Still the administration has successfully manage to push through gun control regulations in many, less visible ways: — The Obama administration instituted a ban on importing “historic” semi-automatic rifles into the US. — In sharp contrast to the Bush administration, President Obama strongly supports the UN Arms Trade Treaty even though he knows that any such treaty are unlikely to obtain the two-thirds vote in the Senate needed for ratification. What the regulations will do is lead to severe restrictions on private gun ownership around the world.
The administration instituted new rules on selling “high-powered rifles,” defined as a caliber of greater than .22. — The administration nominated Andrew Traver, someone who supports gun bans, as the head of the Bureau of Alcohol, Tobacco, Firearms, and Explosives.
Obama has stuck by Traver despite his nomination being stalled in the Senate for a year and the fierce opposition it has generated.
Obama’s most lasting impact on gun control is likely to be through the federal court judges he appoints. His most visible appointments have been the gun-control advocates he has made to the Supreme Court.
Supreme Court Justice Elena Kagan headed up President Clinton’s push for gun control when she worked for his White House during the 1990s. And Justice Sonia Sotomayor has signed on to a Supreme Court opinion stating that there is no individual right to “private self-defense” with guns.

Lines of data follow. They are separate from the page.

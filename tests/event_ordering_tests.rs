//! Event ordering guard against a real (SQLite) version store.

use std::sync::Arc;
use std::sync::atomic::{AtomicUsize, Ordering};

use anyhow::Result;
use chrono::Utc;
use sea_orm::{ColumnTrait, EntityTrait, QueryFilter};
use uuid::Uuid;

use marketplace_sync::config::EventOrderingConfig;
use marketplace_sync::event_ordering::{
    EventOrderingGuard, OrderedEvent, OrderingDecision, OrderingError, OrderingOutcome,
};
use marketplace_sync::models::out_of_order_event;
use marketplace_sync::models::{EventVersion, OutOfOrderEvent};

#[path = "test_utils/mod.rs"]
mod test_utils;
use test_utils::setup_test_db;

fn event(tenant_id: Uuid, entity_id: &str, event_id: &str, version: Option<i64>) -> OrderedEvent {
    OrderedEvent {
        tenant_id,
        entity_type: "product".to_string(),
        entity_id: entity_id.to_string(),
        event_id: event_id.to_string(),
        event_time: Utc::now(),
        version,
        payload: Some(serde_json::json!({ "event": event_id })),
    }
}

fn guard(db: sea_orm::DatabaseConnection) -> EventOrderingGuard {
    EventOrderingGuard::new(db, &EventOrderingConfig::default())
}

async fn apply(
    guard: &EventOrderingGuard,
    event: OrderedEvent,
    applied: &Arc<AtomicUsize>,
) -> Result<OrderingOutcome<()>, OrderingError> {
    let applied = applied.clone();
    guard
        .process_event_with_ordering(&event, move |_| async move {
            applied.fetch_add(1, Ordering::SeqCst);
            Ok(())
        })
        .await
}

#[tokio::test]
async fn versions_apply_once_and_in_order() -> Result<()> {
    let db = setup_test_db().await?;
    let guard = guard(db.clone());
    let tenant = Uuid::new_v4();
    let applied = Arc::new(AtomicUsize::new(0));

    assert!(matches!(
        apply(&guard, event(tenant, "p-1", "e5", Some(5)), &applied).await?,
        OrderingOutcome::Processed(())
    ));
    assert!(matches!(
        apply(&guard, event(tenant, "p-1", "e5-again", Some(5)), &applied).await?,
        OrderingOutcome::Duplicate
    ));
    assert!(matches!(
        apply(&guard, event(tenant, "p-1", "e3", Some(3)), &applied).await?,
        OrderingOutcome::Buffered {
            current_version: 5,
            ..
        }
    ));
    assert!(matches!(
        apply(&guard, event(tenant, "p-1", "e6", Some(6)), &applied).await?,
        OrderingOutcome::Processed(())
    ));
    assert_eq!(applied.load(Ordering::SeqCst), 2);

    let stored = EventVersion::find().all(&db).await?;
    assert_eq!(stored.len(), 1);
    assert_eq!(stored[0].version, 6);
    assert_eq!(stored[0].last_event_id, "e6");
    Ok(())
}

#[tokio::test]
async fn first_event_for_entity_is_processed() -> Result<()> {
    let db = setup_test_db().await?;
    let guard = guard(db);
    let decision = guard
        .check_event(&event(Uuid::new_v4(), "p-9", "e1", Some(1)))
        .await?;
    assert_eq!(decision, OrderingDecision::First);
    Ok(())
}

#[tokio::test]
async fn entities_and_tenants_are_tracked_separately() -> Result<()> {
    let db = setup_test_db().await?;
    let guard = guard(db);
    let tenant_a = Uuid::new_v4();
    let tenant_b = Uuid::new_v4();

    guard
        .record_event_processed(&event(tenant_a, "p-1", "a1", Some(10)))
        .await?;

    let same_entity_other_tenant = guard
        .check_event(&event(tenant_b, "p-1", "b1", Some(1)))
        .await?;
    assert!(same_entity_other_tenant.should_process());

    let other_entity = guard
        .check_event(&event(tenant_a, "p-2", "a2", Some(1)))
        .await?;
    assert!(other_entity.should_process());
    Ok(())
}

#[tokio::test]
async fn processor_failure_leaves_version_untouched() -> Result<()> {
    let db = setup_test_db().await?;
    let guard = guard(db.clone());
    let tenant = Uuid::new_v4();

    let result = guard
        .process_event_with_ordering(&event(tenant, "p-1", "e1", Some(1)), |_| async {
            Err::<(), _>(anyhow::anyhow!("downstream unavailable"))
        })
        .await;
    assert!(matches!(result, Err(OrderingError::Processor(_))));
    assert!(EventVersion::find().all(&db).await?.is_empty());

    let retry = guard
        .check_event(&event(tenant, "p-1", "e1", Some(1)))
        .await?;
    assert_eq!(retry, OrderingDecision::First);
    Ok(())
}

#[tokio::test]
async fn replay_supersedes_stale_events_and_applies_valid_ones() -> Result<()> {
    let db = setup_test_db().await?;
    let guard = guard(db.clone());
    let tenant = Uuid::new_v4();

    guard
        .record_event_processed(&event(tenant, "p-1", "e5", Some(5)))
        .await?;
    guard
        .buffer_out_of_order_event(&event(tenant, "p-1", "e4", Some(4)), 5)
        .await?;

    // No stored version for p-2 any more, so its buffered event applies.
    guard
        .buffer_out_of_order_event(&event(tenant, "p-2", "e2", Some(2)), 3)
        .await?;

    let replayed = Arc::new(AtomicUsize::new(0));
    let counter = replayed.clone();
    let stats = guard
        .process_pending_out_of_order_events(move |_| {
            let counter = counter.clone();
            async move {
                counter.fetch_add(1, Ordering::SeqCst);
                Ok(())
            }
        })
        .await?;

    assert_eq!(stats.examined, 2);
    assert_eq!(stats.superseded, 1);
    assert_eq!(stats.applied, 1);
    assert_eq!(replayed.load(Ordering::SeqCst), 1);

    let pending = OutOfOrderEvent::find()
        .filter(out_of_order_event::Column::Status.eq(out_of_order_event::STATUS_PENDING))
        .all(&db)
        .await?;
    assert!(pending.is_empty());

    let second_pass = guard.process_pending_out_of_order_events(|_| async { Ok(()) }).await?;
    assert_eq!(second_pass.examined, 0);
    Ok(())
}

#[tokio::test]
async fn cache_cleanup_reads_through_to_store() -> Result<()> {
    let db = setup_test_db().await?;
    let guard = guard(db);
    let tenant = Uuid::new_v4();

    guard
        .record_event_processed(&event(tenant, "p-1", "e2", Some(2)))
        .await?;
    guard
        .check_event(&event(tenant, "p-1", "e3", Some(3)))
        .await?;
    assert_eq!(guard.cached_entries(), 1);

    assert_eq!(guard.cleanup_cache(), 1);
    assert_eq!(guard.cached_entries(), 0);

    let decision = guard
        .check_event(&event(tenant, "p-1", "e1", Some(1)))
        .await?;
    assert_eq!(decision, OrderingDecision::OutOfOrder { current_version: 2 });
    Ok(())
}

The pro-gun control views of Obama’s nominees have played a role the Senate filibustering of two Appeals Court nominees. Caitlin Joan Halligan was particularly controversial when nominated to the U.S. Court of Appeals for the District of Columbia Circuit because she opposes an individual’s right to self defense and – even more damning — she was one of the trial lawyers who had sued gun makers. Thus in New York v. Sturm & Ruger, she argued that gun makers should be liable for the criminal acts of third parties but not given any credit for the benefits from self-defense.
If elected to a second term, Obama will end up appointing over half the federal judges. That sure can make a big difference.
Most importantly, the Supreme Court is only one vote away from reversing the 5 to 4 decisions that so narrowly struck down the handgun bans in Chicago and the District of Columbia.
Two of the Justices who voted to strike down the bans, conservative Antonin Scalia and moderate Anthony Kennedy, will be well into their 80s during the next administration.
While a couple of Justices have made it to 90 while serving on the court, remember the rare glimpse into Obama’s views during the 2008 campaign when he referred to those “bitter” Americans who “cling to their guns, cling to their religion.”
It surely fits his earlier statement: “I don’t believe that people should be able to own guns.”
Yet, despite all this evidence of an anti-gun agenda, recent articles by the Associated Press and other news media paint Obama as a moderate on guns and as somebody who wants to “protect the Second Amendment rights of law-abiding citizens” and merely support so-called “gun safety” measures.
Of course, they are wrong. Unfortunately, Obama’s patient “under the radar” campaign seems to be working. He is fundamentally changing the courts and leaving them much more hostile to gun ownership. If Americans catch on, this could still be a major issue in the 2012.
John R. Lott, Jr. is a FoxNews.com contributor. He is an economist and author of the third edition of “More Guns, Less Crime” (University of Chicago Press, 2010).